Stored data entries:
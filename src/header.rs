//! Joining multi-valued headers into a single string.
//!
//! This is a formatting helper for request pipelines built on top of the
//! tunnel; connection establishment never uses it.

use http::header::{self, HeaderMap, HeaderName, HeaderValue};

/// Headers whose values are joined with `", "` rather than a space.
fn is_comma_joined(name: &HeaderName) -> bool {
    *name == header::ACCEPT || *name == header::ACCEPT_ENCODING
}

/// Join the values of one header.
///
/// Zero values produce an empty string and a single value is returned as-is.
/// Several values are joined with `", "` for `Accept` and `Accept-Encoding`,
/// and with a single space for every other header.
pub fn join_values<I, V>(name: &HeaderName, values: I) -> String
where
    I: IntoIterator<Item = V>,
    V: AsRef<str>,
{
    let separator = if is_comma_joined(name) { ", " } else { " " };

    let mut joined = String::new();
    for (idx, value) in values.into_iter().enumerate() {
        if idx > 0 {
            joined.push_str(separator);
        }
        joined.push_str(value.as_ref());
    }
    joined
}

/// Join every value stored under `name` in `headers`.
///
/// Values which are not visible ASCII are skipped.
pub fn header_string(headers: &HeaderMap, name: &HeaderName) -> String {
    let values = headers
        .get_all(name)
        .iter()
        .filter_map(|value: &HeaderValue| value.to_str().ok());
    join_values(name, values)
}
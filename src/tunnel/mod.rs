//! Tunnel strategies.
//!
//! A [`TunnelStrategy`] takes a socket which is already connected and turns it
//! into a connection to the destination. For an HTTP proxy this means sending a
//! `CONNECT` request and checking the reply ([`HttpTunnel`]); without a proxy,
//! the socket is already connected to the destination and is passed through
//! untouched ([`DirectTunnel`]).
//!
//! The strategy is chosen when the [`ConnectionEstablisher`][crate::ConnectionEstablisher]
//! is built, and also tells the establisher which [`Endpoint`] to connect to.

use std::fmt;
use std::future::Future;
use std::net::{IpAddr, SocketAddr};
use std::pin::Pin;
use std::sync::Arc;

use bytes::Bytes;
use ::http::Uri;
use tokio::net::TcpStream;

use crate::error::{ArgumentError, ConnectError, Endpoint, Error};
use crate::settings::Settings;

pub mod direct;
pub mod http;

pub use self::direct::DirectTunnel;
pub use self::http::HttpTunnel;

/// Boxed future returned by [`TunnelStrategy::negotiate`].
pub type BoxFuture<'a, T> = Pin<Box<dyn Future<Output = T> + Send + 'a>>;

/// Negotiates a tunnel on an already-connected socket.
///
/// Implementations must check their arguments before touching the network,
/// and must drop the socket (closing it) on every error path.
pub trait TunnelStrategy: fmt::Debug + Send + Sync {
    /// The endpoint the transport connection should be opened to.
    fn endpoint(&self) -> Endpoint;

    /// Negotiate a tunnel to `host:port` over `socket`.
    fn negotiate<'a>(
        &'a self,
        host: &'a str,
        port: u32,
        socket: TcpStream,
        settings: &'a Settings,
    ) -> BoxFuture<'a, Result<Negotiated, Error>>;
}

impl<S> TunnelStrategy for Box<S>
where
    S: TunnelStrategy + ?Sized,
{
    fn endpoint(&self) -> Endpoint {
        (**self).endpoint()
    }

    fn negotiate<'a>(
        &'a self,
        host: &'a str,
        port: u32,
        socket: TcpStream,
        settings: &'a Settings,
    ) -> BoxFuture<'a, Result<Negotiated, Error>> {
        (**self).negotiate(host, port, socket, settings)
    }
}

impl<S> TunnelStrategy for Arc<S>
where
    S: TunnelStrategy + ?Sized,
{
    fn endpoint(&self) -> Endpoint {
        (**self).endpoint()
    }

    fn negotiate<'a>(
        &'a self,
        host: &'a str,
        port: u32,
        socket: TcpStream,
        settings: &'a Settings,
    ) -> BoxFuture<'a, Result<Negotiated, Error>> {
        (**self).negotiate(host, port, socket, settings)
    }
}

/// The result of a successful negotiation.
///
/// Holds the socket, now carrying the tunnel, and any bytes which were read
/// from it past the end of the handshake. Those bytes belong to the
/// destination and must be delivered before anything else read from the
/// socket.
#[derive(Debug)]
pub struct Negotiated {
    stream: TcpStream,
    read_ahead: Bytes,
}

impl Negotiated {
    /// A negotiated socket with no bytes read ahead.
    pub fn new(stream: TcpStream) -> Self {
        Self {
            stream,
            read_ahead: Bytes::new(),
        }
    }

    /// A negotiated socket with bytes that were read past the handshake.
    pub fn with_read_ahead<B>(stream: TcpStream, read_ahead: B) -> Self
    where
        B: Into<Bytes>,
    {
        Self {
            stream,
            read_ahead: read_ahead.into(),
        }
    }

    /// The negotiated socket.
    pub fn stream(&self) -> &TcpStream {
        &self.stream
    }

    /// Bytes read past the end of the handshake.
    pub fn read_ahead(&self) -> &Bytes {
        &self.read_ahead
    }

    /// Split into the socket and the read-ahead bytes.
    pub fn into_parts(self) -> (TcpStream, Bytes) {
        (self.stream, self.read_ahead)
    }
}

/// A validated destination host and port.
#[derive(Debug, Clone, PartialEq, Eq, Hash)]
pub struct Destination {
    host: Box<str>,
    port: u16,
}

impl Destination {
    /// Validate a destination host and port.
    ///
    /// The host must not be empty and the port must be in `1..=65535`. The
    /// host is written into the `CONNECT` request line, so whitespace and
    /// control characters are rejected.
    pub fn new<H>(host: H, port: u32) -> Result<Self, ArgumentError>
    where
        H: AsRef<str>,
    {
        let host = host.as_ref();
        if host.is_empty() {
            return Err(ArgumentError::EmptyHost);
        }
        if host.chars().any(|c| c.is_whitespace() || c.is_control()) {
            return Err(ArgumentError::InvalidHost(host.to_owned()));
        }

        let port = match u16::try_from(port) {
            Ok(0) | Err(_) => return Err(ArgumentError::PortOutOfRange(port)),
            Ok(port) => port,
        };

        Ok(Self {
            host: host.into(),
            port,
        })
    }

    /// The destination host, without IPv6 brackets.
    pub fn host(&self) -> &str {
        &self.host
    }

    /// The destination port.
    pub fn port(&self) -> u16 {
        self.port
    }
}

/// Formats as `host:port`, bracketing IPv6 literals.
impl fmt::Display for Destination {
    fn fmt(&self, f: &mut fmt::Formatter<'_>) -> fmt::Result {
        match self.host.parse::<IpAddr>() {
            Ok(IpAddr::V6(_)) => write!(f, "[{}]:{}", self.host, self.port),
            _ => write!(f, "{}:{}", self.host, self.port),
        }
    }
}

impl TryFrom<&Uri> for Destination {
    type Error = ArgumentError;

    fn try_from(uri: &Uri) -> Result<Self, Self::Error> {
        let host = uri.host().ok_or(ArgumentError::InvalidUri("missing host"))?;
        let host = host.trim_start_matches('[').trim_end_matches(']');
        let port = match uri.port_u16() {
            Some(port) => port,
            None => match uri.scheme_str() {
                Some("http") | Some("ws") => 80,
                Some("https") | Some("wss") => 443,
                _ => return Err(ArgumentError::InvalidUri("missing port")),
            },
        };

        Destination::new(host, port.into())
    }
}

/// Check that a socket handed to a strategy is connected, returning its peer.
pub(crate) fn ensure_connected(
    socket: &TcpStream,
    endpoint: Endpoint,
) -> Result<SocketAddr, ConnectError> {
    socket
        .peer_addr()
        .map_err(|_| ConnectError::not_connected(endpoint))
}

--

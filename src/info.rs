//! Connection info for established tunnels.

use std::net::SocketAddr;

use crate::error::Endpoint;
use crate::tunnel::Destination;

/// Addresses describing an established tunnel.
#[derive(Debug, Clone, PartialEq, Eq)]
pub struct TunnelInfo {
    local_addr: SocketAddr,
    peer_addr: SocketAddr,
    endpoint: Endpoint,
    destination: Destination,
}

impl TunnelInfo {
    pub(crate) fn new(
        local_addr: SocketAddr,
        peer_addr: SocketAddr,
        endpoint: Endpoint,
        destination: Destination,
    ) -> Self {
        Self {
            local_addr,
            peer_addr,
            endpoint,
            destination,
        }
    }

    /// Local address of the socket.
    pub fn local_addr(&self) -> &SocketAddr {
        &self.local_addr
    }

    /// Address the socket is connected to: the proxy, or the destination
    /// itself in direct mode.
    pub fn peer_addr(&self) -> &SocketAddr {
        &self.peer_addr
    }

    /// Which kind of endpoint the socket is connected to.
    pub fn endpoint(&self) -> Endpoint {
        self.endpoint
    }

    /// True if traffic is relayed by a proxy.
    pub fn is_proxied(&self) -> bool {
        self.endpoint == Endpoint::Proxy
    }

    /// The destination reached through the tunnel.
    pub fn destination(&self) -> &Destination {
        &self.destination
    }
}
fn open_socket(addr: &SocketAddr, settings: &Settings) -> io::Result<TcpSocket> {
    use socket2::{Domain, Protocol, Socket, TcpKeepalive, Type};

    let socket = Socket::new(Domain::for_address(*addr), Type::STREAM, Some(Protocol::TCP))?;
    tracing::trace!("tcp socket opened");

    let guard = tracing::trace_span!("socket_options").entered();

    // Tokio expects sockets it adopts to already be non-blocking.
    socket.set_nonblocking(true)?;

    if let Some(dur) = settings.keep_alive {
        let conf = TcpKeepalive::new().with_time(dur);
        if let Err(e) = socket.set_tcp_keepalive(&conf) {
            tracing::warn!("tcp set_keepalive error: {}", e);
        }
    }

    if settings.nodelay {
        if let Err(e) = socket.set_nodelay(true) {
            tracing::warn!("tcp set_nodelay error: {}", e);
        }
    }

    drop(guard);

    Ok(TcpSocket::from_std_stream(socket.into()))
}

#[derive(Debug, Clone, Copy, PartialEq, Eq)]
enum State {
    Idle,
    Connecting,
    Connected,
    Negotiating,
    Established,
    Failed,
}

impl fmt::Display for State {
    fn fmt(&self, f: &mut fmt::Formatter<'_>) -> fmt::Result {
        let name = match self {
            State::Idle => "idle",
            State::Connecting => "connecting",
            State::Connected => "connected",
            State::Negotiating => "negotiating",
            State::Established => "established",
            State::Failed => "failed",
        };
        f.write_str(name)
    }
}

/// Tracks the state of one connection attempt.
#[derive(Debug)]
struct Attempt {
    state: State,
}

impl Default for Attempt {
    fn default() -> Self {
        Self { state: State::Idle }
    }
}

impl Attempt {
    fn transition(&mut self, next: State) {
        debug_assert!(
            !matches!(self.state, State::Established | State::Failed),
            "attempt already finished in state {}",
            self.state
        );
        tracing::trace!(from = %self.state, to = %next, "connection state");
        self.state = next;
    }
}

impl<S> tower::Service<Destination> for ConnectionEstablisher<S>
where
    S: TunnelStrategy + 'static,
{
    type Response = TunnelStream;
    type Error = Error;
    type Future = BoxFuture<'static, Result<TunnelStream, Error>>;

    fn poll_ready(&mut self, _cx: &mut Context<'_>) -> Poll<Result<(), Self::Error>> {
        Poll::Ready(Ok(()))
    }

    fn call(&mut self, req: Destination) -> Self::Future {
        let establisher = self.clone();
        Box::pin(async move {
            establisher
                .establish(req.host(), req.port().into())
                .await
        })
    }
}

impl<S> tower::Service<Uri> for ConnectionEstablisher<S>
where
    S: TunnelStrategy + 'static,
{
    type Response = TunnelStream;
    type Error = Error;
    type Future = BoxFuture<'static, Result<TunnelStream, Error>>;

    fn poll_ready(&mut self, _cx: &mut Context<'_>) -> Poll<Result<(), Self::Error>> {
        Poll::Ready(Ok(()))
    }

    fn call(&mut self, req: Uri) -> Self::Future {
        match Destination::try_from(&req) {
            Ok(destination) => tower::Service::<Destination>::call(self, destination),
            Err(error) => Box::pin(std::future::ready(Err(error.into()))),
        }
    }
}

==

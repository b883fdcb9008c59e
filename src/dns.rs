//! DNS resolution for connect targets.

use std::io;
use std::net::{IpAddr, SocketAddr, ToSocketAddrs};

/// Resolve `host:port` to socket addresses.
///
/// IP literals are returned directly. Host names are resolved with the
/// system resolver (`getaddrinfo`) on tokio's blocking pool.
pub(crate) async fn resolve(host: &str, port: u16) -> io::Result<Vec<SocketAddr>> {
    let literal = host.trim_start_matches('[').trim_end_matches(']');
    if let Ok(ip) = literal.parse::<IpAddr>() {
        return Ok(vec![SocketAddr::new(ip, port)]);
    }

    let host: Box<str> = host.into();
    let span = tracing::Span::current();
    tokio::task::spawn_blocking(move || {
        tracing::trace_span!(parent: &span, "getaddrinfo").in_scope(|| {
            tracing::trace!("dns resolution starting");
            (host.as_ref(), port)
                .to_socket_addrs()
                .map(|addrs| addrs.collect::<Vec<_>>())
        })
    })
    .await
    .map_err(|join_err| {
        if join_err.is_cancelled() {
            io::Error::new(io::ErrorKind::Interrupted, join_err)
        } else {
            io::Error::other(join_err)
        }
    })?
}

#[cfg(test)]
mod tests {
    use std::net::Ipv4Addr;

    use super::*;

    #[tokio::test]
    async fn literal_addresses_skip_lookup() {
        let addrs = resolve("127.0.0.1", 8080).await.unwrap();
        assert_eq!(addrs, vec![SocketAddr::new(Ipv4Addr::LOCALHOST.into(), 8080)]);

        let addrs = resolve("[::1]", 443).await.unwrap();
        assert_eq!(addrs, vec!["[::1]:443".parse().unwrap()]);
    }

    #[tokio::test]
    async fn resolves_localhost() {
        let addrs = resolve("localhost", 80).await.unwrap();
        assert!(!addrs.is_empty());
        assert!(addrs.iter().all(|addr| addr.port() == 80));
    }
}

# [About this exercise]
Going through the entries above, count the lines that have the word "without" and state that count alone.

# [Solution to this problem]
2